Rockets release exhaust as they ascend, mostly containing water and carbon dioxide, which reacts with the ions in the ionosphere. If the chemistry of the upper atmosphere is disturbed, such as when a rocket flies through it, the carbon dioxide and water molecules from the rocket exhaust change the chemical balance in the atmosphere. This temporarily makes it much easier for the ionization to recombine into neutral atoms, weakening the ionosphere and causing the red glow to be seen…This can lead to a 70 percent drop in ionization in the area that the rocket passes through, particularly in the F-layer at the top of the ionosphere.

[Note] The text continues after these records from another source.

//! Client configuration.
//!
//! Values come from build-time environment variables and may be overridden at
//! runtime by `window.CAREERDESK_CONFIG`, which the server emits as
//! `/config.js`. Everything here is public; never put secrets in it.

#[cfg(test)]
#[path = "config_test.rs"]
mod config_test;

use std::time::Duration;

/// Identity-provider host used when nothing else is configured.
pub const DEFAULT_IDENTITY_BASE_URL: &str = "https://identitytoolkit.googleapis.com";
/// Resume-to-job matching service.
pub const DEFAULT_JOB_MATCH_URL: &str = "https://hagarrrr-job-matching.hf.space";
/// Number of matches requested per resume.
pub const JOB_MATCH_TOP_K: u32 = 5;
/// Document store holding `users/{uid}` profiles.
pub const DEFAULT_FIRESTORE_BASE_URL: &str = "https://firestore.googleapis.com";
/// How long a transitional view stays up before a gate redirect fires.
pub const DEFAULT_REDIRECT_DELAY_MS: u64 = 1500;
/// Longest delay a browser timer can hold (`i32::MAX` ms).
pub const MAX_REDIRECT_DELAY_MS: u64 = 2_147_483_647;

/// Frontend configuration.
#[derive(Clone, Debug, PartialEq, Eq)]
pub struct AppConfig {
    pub identity_base_url: String,
    /// Empty means auth flows report "not configured".
    pub identity_api_key: String,
    pub redirect_delay: Duration,
    pub job_match_url: String,
    pub firestore_base_url: String,
    /// Empty means profile storage reports "not configured".
    pub firestore_project_id: String,
    /// Empty hides the embedded labor-market report.
    pub dashboard_embed_url: String,
}

impl Default for AppConfig {
    fn default() -> Self {
        Self {
            identity_base_url: DEFAULT_IDENTITY_BASE_URL.to_owned(),
            identity_api_key: String::new(),
            redirect_delay: Duration::from_millis(DEFAULT_REDIRECT_DELAY_MS),
            job_match_url: DEFAULT_JOB_MATCH_URL.to_owned(),
            firestore_base_url: DEFAULT_FIRESTORE_BASE_URL.to_owned(),
            firestore_project_id: String::new(),
            dashboard_embed_url: String::new(),
        }
    }
}

impl AppConfig {
    /// Load build-time values, then apply runtime overrides.
    pub fn load() -> Self {
        let mut config = Self::default();
        let build = RuntimeConfig {
            identity_base_url: option_env!("CAREERDESK_IDENTITY_BASE_URL").and_then(normalize_runtime_value),
            identity_api_key: option_env!("CAREERDESK_IDENTITY_API_KEY").and_then(normalize_runtime_value),
            redirect_delay_ms: option_env!("CAREERDESK_REDIRECT_DELAY_MS").and_then(normalize_runtime_value),
            job_match_url: option_env!("CAREERDESK_JOB_MATCH_URL").and_then(normalize_runtime_value),
            firestore_base_url: option_env!("CAREERDESK_FIRESTORE_BASE_URL").and_then(normalize_runtime_value),
            firestore_project_id: option_env!("CAREERDESK_FIRESTORE_PROJECT_ID").and_then(normalize_runtime_value),
            dashboard_embed_url: option_env!("CAREERDESK_DASHBOARD_EMBED_URL").and_then(normalize_runtime_value),
        };
        apply_overrides(&mut config, build);

        if let Some(runtime) = runtime_config() {
            apply_overrides(&mut config, runtime);
        }
        config
    }

    pub fn has_identity_provider(&self) -> bool {
        !self.identity_api_key.is_empty()
    }

    pub fn has_profile_store(&self) -> bool {
        !self.firestore_project_id.is_empty()
    }
}

#[derive(Default)]
struct RuntimeConfig {
    identity_base_url: Option<String>,
    identity_api_key: Option<String>,
    redirect_delay_ms: Option<String>,
    job_match_url: Option<String>,
    firestore_base_url: Option<String>,
    firestore_project_id: Option<String>,
    dashboard_embed_url: Option<String>,
}

fn apply_overrides(config: &mut AppConfig, overrides: RuntimeConfig) {
    if let Some(value) = overrides.identity_base_url {
        config.identity_base_url = value.trim_end_matches('/').to_owned();
    }
    if let Some(value) = overrides.identity_api_key {
        config.identity_api_key = value;
    }
    if let Some(value) = overrides.job_match_url {
        config.job_match_url = value.trim_end_matches('/').to_owned();
    }
    if let Some(value) = overrides.firestore_base_url {
        config.firestore_base_url = value.trim_end_matches('/').to_owned();
    }
    if let Some(value) = overrides.firestore_project_id {
        config.firestore_project_id = value;
    }
    if let Some(value) = overrides.dashboard_embed_url {
        config.dashboard_embed_url = value;
    }
    // Unparseable delays keep the previous value; oversized ones are capped.
    if let Some(ms) = overrides.redirect_delay_ms.and_then(|v| v.parse::<u64>().ok()) {
        config.redirect_delay = Duration::from_millis(ms.min(MAX_REDIRECT_DELAY_MS));
    }
}

#[cfg(feature = "csr")]
fn runtime_config() -> Option<RuntimeConfig> {
    use js_sys::{Object, Reflect};
    use wasm_bindgen::JsValue;

    let window = web_sys::window()?;
    let raw = Reflect::get(&window, &JsValue::from_str("CAREERDESK_CONFIG")).ok()?;
    if raw.is_null() || raw.is_undefined() {
        return None;
    }
    let object = Object::from(raw);
    let read = |key: &str| {
        let value = Reflect::get(&object, &JsValue::from_str(key)).ok()?;
        // Numbers are accepted for the delay.
        let text = value.as_string().or_else(|| value.as_f64().map(|n| format!("{n:.0}")))?;
        normalize_runtime_value(&text)
    };

    Some(RuntimeConfig {
        identity_base_url: read("identity_base_url"),
        identity_api_key: read("identity_api_key"),
        redirect_delay_ms: read("redirect_delay_ms"),
        job_match_url: read("job_match_url"),
        firestore_base_url: read("firestore_base_url"),
        firestore_project_id: read("firestore_project_id"),
        dashboard_embed_url: read("dashboard_embed_url"),
    })
}

#[cfg(not(feature = "csr"))]
fn runtime_config() -> Option<RuntimeConfig> {
    None
}

fn normalize_runtime_value(value: &str) -> Option<String> {
    let trimmed = value.trim();
    if trimmed.is_empty() { None } else { Some(trimmed.to_owned()) }
}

The red glow in particular comes from oxygen ions, which also glow during the northern and southern lights.

Several recent rocket launches have resulted in a similar phenomenon, including two SpaceX rockets in July and August 2024. The consequences of these holes in the ionosphere are disruptions to radio communication and satellite navigation systems.

The ionosphere absorbs ultraviolet and X-rays from the sun, which is what ionizes the gas atoms in the layer. This prevents these harmful rays from reaching the ground. The holes made by rocket launches do not affect the ionosphere’s ability to filter out this radiation. “While the number of rocket launches is increasing dramatically in recent years, this still constitutes a small amount of gas in comparison with the volume of the upper atmosphere. But if the rate at which rocket exhausts transport water to the upper atmosphere exceeds the rate at which it is removed then the cumulative effect will be a weaker ionosphere.”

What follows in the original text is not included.